Production of Whisky Using Specialty Malts: An Optimised Process

Academic Institution: Heriot-Watt University

Academic Supervisor: Dr Calum Holmes

Industry Partner: Holyrood Distillery / Crisp Malt

PhD Student: Rutele Marciulionyte

Start Date: 1st July 2019


Currently, the majority of malt whisky produced in Scotland is derived from lightly kilned malted barley that contributes only subtle aroma / flavour characteristics to the final product. In response to a consumer demand for greater product variety, there has been some recent commercial interest into the incorporation to specialty malts during the whisky production process.

Specialty malts are produced under conditions of high temperature which results in an increased concentration of aromatic constituents, primarily through the action of Maillard chemistry. Specialty malts are used extensively in the brewing industry and their behaviour in the process is well understood, in the distilling industry, the use of specialty and highly roasted grains has not yet received adequate attention.
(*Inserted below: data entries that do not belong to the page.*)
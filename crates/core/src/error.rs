use serde::Serialize;
use thiserror::Error;

/// Errors surfaced to HTTP clients of the conversion service.
#[derive(Debug, Error)]
pub enum ApiError {
    /// Rejected upload: no file, mixed media kinds, malformed form.
    #[error("bad request: {0}")]
    BadRequest(String),

    /// Unknown or expired session, missing output file.
    #[error("not found: {0}")]
    NotFound(String),

    /// The session exists but its batch has not finished yet.
    #[error("conflict: {0}")]
    Conflict(String),

    #[error("internal error: {0}")]
    Internal(String),
}

impl ApiError {
    // (HTTP status, machine-readable code)
    fn kind(&self) -> (u16, &'static str) {
        match self {
            Self::BadRequest(_) => (400, "bad_request"),
            Self::NotFound(_) => (404, "not_found"),
            Self::Conflict(_) => (409, "conflict"),
            Self::Internal(_) => (500, "internal_error"),
        }
    }

    pub fn code(&self) -> &'static str {
        self.kind().1
    }

    pub fn status_code(&self) -> u16 {
        self.kind().0
    }
}

/// Body of every error response, e.g.
/// `{"error":{"code":"conflict","message":"conflict: batch 42 is still running","details":{}}}`.
#[derive(Serialize)]
pub struct ErrorEnvelope {
    pub error: ErrorBody,
}

#[derive(Serialize)]
pub struct ErrorBody {
    pub code: &'static str,
    pub message: String,
    /// Always an object so clients can index into it unconditionally.
    pub details: serde_json::Value,
}

impl From<&ApiError> for ErrorEnvelope {
    fn from(e: &ApiError) -> Self {
        Self {
            error: ErrorBody {
                code: e.code(),
                message: e.to_string(),
                details: serde_json::json!({}),
            },
        }
    }
}

#[cfg(test)]
mod tests {
    use super::*;

    #[test]
    fn envelope_carries_code_and_message() {
        let err = ApiError::BadRequest("No file uploaded".into());
        assert_eq!(err.status_code(), 400);

        let json = serde_json::to_value(ErrorEnvelope::from(&err)).unwrap();
        assert_eq!(json["error"]["code"], "bad_request");
        assert_eq!(json["error"]["message"], "bad request: No file uploaded");
        assert!(json["error"]["details"].as_object().unwrap().is_empty());
    }

    #[test]
    fn running_batch_is_a_conflict() {
        let err = ApiError::Conflict("batch 42 is still running".into());
        assert_eq!((err.status_code(), err.code()), (409, "conflict"));
    }
}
There remain a number of hurdles that must be addressed before used of specialty malts can be fully adopted by the industry (1) the distillation properties of specialty malt derived flavour compounds (2) the impact of Maillard reaction products and specialty malt on yeast cell fermentation and health (3) the maturation characteristics of specialty malt-derived spirits in wooden casks.

The proposed project, a collaboration between Heriot-Watt University, Holyrood Distillery, and Crisp Malt, aims to use novel grain roasting technology to optimise the production of specialty malts specifically for the distilling industry and to characterise the production and maturation characteristics of malt whisky produced using specialty malt.